Exercise >> Go through the lines below. Copy those with "format".

═══ Material provided ═══

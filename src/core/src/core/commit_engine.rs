//! Commit engine (C3): builds a commit, attempts the CAS branch advance,
//! and falls back to a three-way merge-and-retry loop on contention.

use super::merge::merge_trees;
use crate::constants::{
    COMMIT_RETRY_BACKOFF_MAX_MS, COMMIT_RETRY_BACKOFF_MIN_MS, MASTER_BRANCH, MAX_COMMIT_RETRIES,
};
use crate::error::{Result, ThicketError};
use crate::model::{Commit, EncryptionInfo};
use crate::store::{CommitStore, FsStore, RepoRegistry};
use rand::Rng;

/// Everything about the repo/commit that doesn't change across retries:
/// identity, encryption metadata, and the author/description of the
/// commit being proposed.
pub struct CommitRequest<'a> {
    pub repo_id: &'a str,
    pub store_id: &'a str,
    pub creator_id: &'a str,
    pub creator_name: &'a str,
    pub desc: &'a str,
    pub repo_name: &'a str,
    pub repo_desc: &'a str,
    pub encryption: EncryptionInfo,
}

/// Create a new commit on top of `base_commit_id` whose tree is
/// `new_root`, retrying through a three-way merge when a concurrent
/// writer has already advanced the branch. Returns the id of whichever
/// commit (`C_new` or a merge commit) ends up as the new head.
pub async fn gen_new_commit(
    registry: &dyn RepoRegistry,
    fs: &dyn FsStore,
    commits: &dyn CommitStore,
    req: CommitRequest<'_>,
    base_commit_id: &str,
    new_root: &str,
    now: i64,
) -> Result<String> {
    let base_commit = commits
        .load(req.store_id, base_commit_id)
        .await?
        .ok_or_else(|| ThicketError::not_found(format!("commit {base_commit_id}")))?;

    let new_commit = Commit {
        commit_id: Commit::compute_id(new_root, req.creator_id, req.creator_name, req.desc, now),
        repo_id: req.repo_id.to_string(),
        root_id: new_root.to_string(),
        parent_id: Some(base_commit_id.to_string()),
        second_parent_id: None,
        creator_id: req.creator_id.to_string(),
        creator_name: req.creator_name.to_string(),
        desc: req.desc.to_string(),
        ctime: now,
        repo_name: req.repo_name.to_string(),
        repo_desc: req.repo_desc.to_string(),
        encryption: req.encryption.clone(),
        new_merge: false,
        conflict: false,
    };
    commits.save(req.store_id, &new_commit).await?;

    for attempt in 0..=MAX_COMMIT_RETRIES {
        let head = registry
            .get_branch(req.repo_id, MASTER_BRANCH)
            .await?
            .ok_or_else(|| ThicketError::internal(format!("no master branch for {}", req.repo_id)))?;

        if head.commit_id == base_commit_id {
            if registry
                .cas_branch(req.repo_id, MASTER_BRANCH, &head.commit_id, &new_commit.commit_id)
                .await?
            {
                return Ok(new_commit.commit_id);
            }
            // Someone else advanced the branch between the read above and
            // the CAS; fall through to the merge path on the next loop
            // iteration using the now-stale `head` we just observed.
        } else {
            let head_commit = commits
                .load(req.store_id, &head.commit_id)
                .await?
                .ok_or_else(|| ThicketError::not_found(format!("commit {}", head.commit_id)))?;

            let merged = merge_trees(
                fs,
                req.store_id,
                Some(&base_commit.root_id),
                &head_commit.root_id,
                new_root,
                now,
            )
            .await?;

            let desc = if merged.conflict_paths.is_empty() {
                "Auto merge by system".to_string()
            } else {
                format!(
                    "Auto merge by system (conflicts: {})",
                    merged.conflict_paths.join(", ")
                )
            };

            let merge_commit = Commit {
                commit_id: Commit::compute_id(
                    &merged.root_id,
                    req.creator_id,
                    req.creator_name,
                    &desc,
                    now,
                ),
                repo_id: req.repo_id.to_string(),
                root_id: merged.root_id,
                parent_id: Some(head.commit_id.clone()),
                second_parent_id: Some(new_commit.commit_id.clone()),
                creator_id: req.creator_id.to_string(),
                creator_name: req.creator_name.to_string(),
                desc,
                ctime: now,
                repo_name: req.repo_name.to_string(),
                repo_desc: req.repo_desc.to_string(),
                encryption: req.encryption.clone(),
                new_merge: true,
                conflict: merged.conflict,
            };
            commits.save(req.store_id, &merge_commit).await?;

            if registry
                .cas_branch(req.repo_id, MASTER_BRANCH, &head.commit_id, &merge_commit.commit_id)
                .await?
            {
                return Ok(merge_commit.commit_id);
            }
        }

        if attempt < MAX_COMMIT_RETRIES {
            let backoff_ms = rand::thread_rng().gen_range(COMMIT_RETRY_BACKOFF_MIN_MS..=COMMIT_RETRY_BACKOFF_MAX_MS);
            tokio::time::sleep(std::time::Duration::from_millis(backoff_ms)).await;
        }
    }

    Err(ThicketError::Conflict(MAX_COMMIT_RETRIES))
}

#[cfg(test)]
mod tests {
    use super::*;
    use crate::model::{Dirent, Directory, RepoInfo, RepoStatus};
    use crate::model::object::MODE_FILE;
    use crate::store::local::{LocalObjectStore, LocalRegistry};

    fn file_dirent(name: &str, id: &str) -> Dirent {
        Dirent {
            name: name.to_string(),
            id: id.to_string(),
            mode: MODE_FILE,
            mtime: 0,
            size: 0,
            modifier: "u".into(),
        }
    }

    fn base_request<'a>() -> CommitRequest<'a> {
        CommitRequest {
            repo_id: "repo1",
            store_id: "repo1",
            creator_id: "u1",
            creator_name: "User",
            desc: "test commit",
            repo_name: "repo",
            repo_desc: "",
            encryption: EncryptionInfo::default(),
        }
    }

    async fn seed(store: &LocalObjectStore, registry: &LocalRegistry) -> String {
        let root = Directory::empty();
        let root_id = store.save_dir("repo1", &root).await.unwrap();
        let commit = Commit {
            commit_id: Commit::compute_id(&root_id, "u0", "init", "Created", 0),
            repo_id: "repo1".into(),
            root_id: root_id.clone(),
            parent_id: None,
            second_parent_id: None,
            creator_id: "u0".into(),
            creator_name: "init".into(),
            desc: "Created".into(),
            ctime: 0,
            repo_name: "repo".into(),
            repo_desc: "".into(),
            encryption: EncryptionInfo::default(),
            new_merge: false,
            conflict: false,
        };
        store.save("repo1", &commit).await.unwrap();
        registry.create_repo("repo1", "repo", &root_id, &commit);
        let _ = RepoInfo {
            repo_id: "repo1".into(),
            name: "repo".into(),
            update_time: 0,
            version: 1,
            is_encrypted: false,
            last_modifier: "u0".into(),
            status: RepoStatus::Normal,
        };
        commit.commit_id
    }

    #[tokio::test]
    async fn fast_path_commit_advances_branch() {
        let dir = tempfile::tempdir().unwrap();
        let store = LocalObjectStore::new(dir.path());
        let registry = LocalRegistry::new();
        let base_commit_id = seed(&store, &registry).await;

        let base = registry.get_branch("repo1", MASTER_BRANCH).await.unwrap().unwrap();
        let base_commit = store.load("repo1", &base.commit_id).await.unwrap().unwrap();

        let (new_root, _) = super::super::tree::post_multi_files(
            &store,
            "repo1",
            &base_commit.root_id,
            "/",
            vec![file_dirent("a.txt", &"1".repeat(40))],
            false,
            10,
        )
        .await
        .unwrap();

        let new_commit_id = gen_new_commit(
            &registry,
            &store,
            &store,
            base_request(),
            &base_commit_id,
            &new_root,
            10,
        )
        .await
        .unwrap();

        let branch = registry.get_branch("repo1", MASTER_BRANCH).await.unwrap().unwrap();
        assert_eq!(branch.commit_id, new_commit_id);
    }

    #[tokio::test]
    async fn concurrent_writers_produce_a_merge_commit() {
        let dir = tempfile::tempdir().unwrap();
        let store = LocalObjectStore::new(dir.path());
        let registry = LocalRegistry::new();
        let base_commit_id = seed(&store, &registry).await;
        let base_commit = store.load("repo1", &base_commit_id).await.unwrap().unwrap();

        let (root_a, _) = super::super::tree::post_multi_files(
            &store,
            "repo1",
            &base_commit.root_id,
            "/",
            vec![file_dirent("a.txt", &"1".repeat(40))],
            false,
            10,
        )
        .await
        .unwrap();
        let (root_b, _) = super::super::tree::post_multi_files(
            &store,
            "repo1",
            &base_commit.root_id,
            "/",
            vec![file_dirent("b.txt", &"2".repeat(40))],
            false,
            10,
        )
        .await
        .unwrap();

        let commit_a = gen_new_commit(
            &registry,
            &store,
            &store,
            base_request(),
            &base_commit_id,
            &root_a,
            10,
        )
        .await
        .unwrap();

        let commit_b = gen_new_commit(
            &registry,
            &store,
            &store,
            base_request(),
            &base_commit_id,
            &root_b,
            11,
        )
        .await
        .unwrap();

        assert_ne!(commit_a, commit_b);
        let branch = registry.get_branch("repo1", MASTER_BRANCH).await.unwrap().unwrap();
        assert_eq!(branch.commit_id, commit_b);

        let final_commit = store.load("repo1", &commit_b).await.unwrap().unwrap();
        assert!(final_commit.new_merge);
        let final_root = store.get_dir("repo1", &final_commit.root_id).await.unwrap().unwrap();
        assert!(final_root.find("a.txt").is_some());
        assert!(final_root.find("b.txt").is_some());
    }
}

═══

Exercise result >>
        .ok_or_else(|| ThicketError::not_found(format!("commit {base_commit_id}")))?;
            .ok_or_else(|| ThicketError::internal(format!("no master branch for {}", req.repo_id)))?;
                .ok_or_else(|| ThicketError::not_found(format!("commit {}", head.commit_id)))?;
                format!(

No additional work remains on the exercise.